Segment Start: THE INPUT
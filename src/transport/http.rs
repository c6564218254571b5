//! reqwest-backed transport.

use async_trait::async_trait;
use reqwest::header::{HeaderMap, HeaderValue, ACCEPT, ACCEPT_LANGUAGE};
use serde::Deserialize;
use serde_json::Value;
use std::time::Duration;
use tracing::debug;
use url::Url;

use super::error::{FieldError, Result, TransportError};
use super::Transport;
use crate::cache::QueryParams;
use crate::config::ApiConfig;

/// HTTP client for the accounting API.
#[derive(Debug, Clone)]
pub struct HttpTransport {
  client: reqwest::Client,
  base_url: Url,
}

impl HttpTransport {
  /// Build a client that sends the token, organization and locale headers the
  /// API expects on every request.
  pub fn new(api: &ApiConfig, token: Option<&str>) -> Result<Self> {
    let mut base = api.url.clone();
    if !base.ends_with('/') {
      base.push('/');
    }
    let base_url = Url::parse(&base)?;

    let mut headers = HeaderMap::new();
    headers.insert(ACCEPT, HeaderValue::from_static("application/json"));
    headers.insert(ACCEPT_LANGUAGE, header_value(&api.locale)?);
    if let Some(token) = token {
      headers.insert("x-access-token", header_value(token)?);
    }
    if let Some(organization) = &api.organization_id {
      headers.insert("organization-id", header_value(organization)?);
    }

    let client = reqwest::Client::builder()
      .default_headers(headers)
      .timeout(Duration::from_secs(api.timeout_secs))
      .build()?;

    Ok(Self { client, base_url })
  }

  /// Get the base URL.
  pub fn base_url(&self) -> &Url {
    &self.base_url
  }

  /// Build a URL for a resource path.
  fn url(&self, path: &str, params: &QueryParams) -> Result<Url> {
    let mut url = self.base_url.join(path.trim_start_matches('/'))?;
    if !params.is_empty() {
      url.query_pairs_mut().extend_pairs(params.iter());
    }
    Ok(url)
  }

  async fn handle_response(&self, response: reqwest::Response) -> Result<Value> {
    let status = response.status();
    let body = response.bytes().await?;

    if status.is_success() {
      if body.is_empty() {
        return Ok(Value::Null);
      }
      return serde_json::from_slice(&body).map_err(|e| TransportError::Decode(e.to_string()));
    }

    Err(error_from_body(
      status.as_u16(),
      status.canonical_reason(),
      &body,
    ))
  }
}

fn header_value(value: &str) -> Result<HeaderValue> {
  HeaderValue::from_str(value)
    .map_err(|e| TransportError::InvalidRequest(format!("Invalid header value: {}", e)))
}

/// Error envelope the API returns on failures.
#[derive(Debug, Deserialize)]
struct ErrorBody {
  #[serde(default)]
  message: Option<String>,
  #[serde(default)]
  errors: Vec<FieldError>,
}

fn error_from_body(status: u16, reason: Option<&str>, body: &[u8]) -> TransportError {
  let fallback = || reason.unwrap_or("Unknown error").to_string();

  match serde_json::from_slice::<ErrorBody>(body) {
    Ok(parsed) => {
      let message = parsed
        .message
        .or_else(|| {
          parsed
            .errors
            .first()
            .map(|e| e.message.clone().unwrap_or_else(|| e.kind.clone()))
        })
        .unwrap_or_else(fallback);

      if parsed.errors.is_empty() {
        TransportError::Http { status, message }
      } else {
        TransportError::Validation {
          status,
          message,
          errors: parsed.errors,
        }
      }
    }
    Err(_) => {
      let text = String::from_utf8_lossy(body).trim().to_string();
      let message = if text.is_empty() { fallback() } else { text };
      TransportError::Http { status, message }
    }
  }
}

#[async_trait]
impl Transport for HttpTransport {
  async fn get(&self, path: &str, params: &QueryParams) -> Result<Value> {
    let url = self.url(path, params)?;
    debug!(method = "GET", url = %url, "request");
    let response = self.client.get(url).send().await?;
    self.handle_response(response).await
  }

  async fn post(&self, path: &str, body: Option<&Value>) -> Result<Value> {
    let url = self.url(path, &QueryParams::new())?;
    debug!(method = "POST", url = %url, "request");
    let request = self.client.post(url);
    let request = match body {
      Some(body) => request.json(body),
      None => request,
    };
    let response = request.send().await?;
    self.handle_response(response).await
  }

  async fn delete(&self, path: &str, params: &QueryParams) -> Result<Value> {
    let url = self.url(path, params)?;
    debug!(method = "DELETE", url = %url, "request");
    let response = self.client.delete(url).send().await?;
    self.handle_response(response).await
  }
}

#[cfg(test)]
mod tests {
  use super::*;
  use serde_json::json;
  use wiremock::matchers::{body_json, header, method, path, query_param};
  use wiremock::{Mock, MockServer, ResponseTemplate};

  fn transport(server: &MockServer) -> HttpTransport {
    let api = ApiConfig {
      url: server.uri(),
      organization_id: Some("org_1".to_string()),
      locale: "en".to_string(),
      timeout_secs: 5,
    };
    HttpTransport::new(&api, Some("secret")).unwrap()
  }

  #[tokio::test]
  async fn test_get_sends_params_and_headers() {
    let server = MockServer::start().await;
    Mock::given(method("GET"))
      .and(path("/sales/estimates"))
      .and(query_param("page", "2"))
      .and(query_param("page_size", "12"))
      .and(header("x-access-token", "secret"))
      .and(header("organization-id", "org_1"))
      .and(header("accept-language", "en"))
      .respond_with(ResponseTemplate::new(200).set_body_json(json!({ "sales_estimates": [] })))
      .expect(1)
      .mount(&server)
      .await;

    let params = QueryParams::new().with("page", 2).with("page_size", 12);
    let body = transport(&server)
      .get("sales/estimates", &params)
      .await
      .unwrap();
    assert_eq!(body, json!({ "sales_estimates": [] }));
  }

  #[tokio::test]
  async fn test_post_sends_json_body() {
    let server = MockServer::start().await;
    Mock::given(method("POST"))
      .and(path("/sales/estimates/3"))
      .and(body_json(json!({ "reference": "PO-9" })))
      .respond_with(ResponseTemplate::new(200).set_body_json(json!({ "id": 3 })))
      .expect(1)
      .mount(&server)
      .await;

    let body = transport(&server)
      .post("/sales/estimates/3", Some(&json!({ "reference": "PO-9" })))
      .await
      .unwrap();
    assert_eq!(body["id"], 3);
  }

  #[tokio::test]
  async fn test_empty_success_body_is_null() {
    let server = MockServer::start().await;
    Mock::given(method("DELETE"))
      .and(path("/expenses/4"))
      .respond_with(ResponseTemplate::new(204))
      .mount(&server)
      .await;

    let body = transport(&server)
      .delete("expenses/4", &QueryParams::new())
      .await
      .unwrap();
    assert_eq!(body, Value::Null);
  }

  #[tokio::test]
  async fn test_field_errors_become_validation_error() {
    let server = MockServer::start().await;
    Mock::given(method("POST"))
      .and(path("/sales/estimates"))
      .respond_with(ResponseTemplate::new(400).set_body_json(json!({
        "errors": [{ "type": "ESTIMATE.NUMBER.IS.NOT.UNQIUE", "code": 300 }]
      })))
      .mount(&server)
      .await;

    let err = transport(&server)
      .post("sales/estimates", Some(&json!({})))
      .await
      .unwrap_err();
    assert_eq!(err.status(), Some(400));
    assert_eq!(err.message(), "ESTIMATE.NUMBER.IS.NOT.UNQIUE");
    assert_eq!(err.field_errors().len(), 1);
    assert_eq!(err.field_errors()[0].code, Some(300));
  }

  #[tokio::test]
  async fn test_plain_text_failure_keeps_server_message() {
    let server = MockServer::start().await;
    Mock::given(method("GET"))
      .and(path("/sales/invoices/9"))
      .respond_with(ResponseTemplate::new(500).set_body_string("database unavailable"))
      .mount(&server)
      .await;

    let err = transport(&server)
      .get("sales/invoices/9", &QueryParams::new())
      .await
      .unwrap_err();
    assert!(matches!(
      err,
      TransportError::Http { status: 500, ref message } if message == "database unavailable"
    ));
  }

  #[test]
  fn test_base_url_keeps_api_prefix() {
    let api = ApiConfig {
      url: "https://books.example.com/api".to_string(),
      organization_id: None,
      locale: "en".to_string(),
      timeout_secs: 5,
    };
    let transport = HttpTransport::new(&api, None).unwrap();
    let url = transport
      .url("sales/receipts", &QueryParams::new().with("page", 1))
      .unwrap();
    assert_eq!(url.as_str(), "https://books.example.com/api/sales/receipts?page=1");
  }
}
Segment End: THE INPUT
WHAT YOU HAVE TO DO » Transcribe exactly, and only, the lines from the opening line of the records through the line containing "let mut url".

OUTPUT OF THE EXERCISE »
filename src/transport/http.rs
repository c6564218254571b5
//! reqwest-backed transport.

use async_trait::async_trait;
use reqwest::header::{HeaderMap, HeaderValue, ACCEPT, ACCEPT_LANGUAGE};
use serde::Deserialize;
use serde_json::Value;
use std::time::Duration;
use tracing::debug;
use url::Url;

use super::error::{FieldError, Result, TransportError};
use super::Transport;
use crate::cache::QueryParams;
use crate::config::ApiConfig;

/// HTTP client for the accounting API.
#[derive(Debug, Clone)]
pub struct HttpTransport {
  client: reqwest::Client,
  base_url: Url,
}

impl HttpTransport {
  /// Build a client that sends the token, organization and locale headers the
  /// API expects on every request.
  pub fn new(api: &ApiConfig, token: Option<&str>) -> Result<Self> {
    let mut base = api.url.clone();
    if !base.ends_with('/') {
      base.push('/');
    }
    let base_url = Url::parse(&base)?;

    let mut headers = HeaderMap::new();
    headers.insert(ACCEPT, HeaderValue::from_static("application/json"));
    headers.insert(ACCEPT_LANGUAGE, header_value(&api.locale)?);
    if let Some(token) = token {
      headers.insert("x-access-token", header_value(token)?);
    }
    if let Some(organization) = &api.organization_id {
      headers.insert("organization-id", header_value(organization)?);
    }

    let client = reqwest::Client::builder()
      .default_headers(headers)
      .timeout(Duration::from_secs(api.timeout_secs))
      .build()?;

    Ok(Self { client, base_url })
  }

  /// Get the base URL.
  pub fn base_url(&self) -> &Url {
    &self.base_url
  }

  /// Build a URL for a resource path.
  fn url(&self, path: &str, params: &QueryParams) -> Result<Url> {
    let mut url = self.base_url.join(path.trim_start_matches('/'))?;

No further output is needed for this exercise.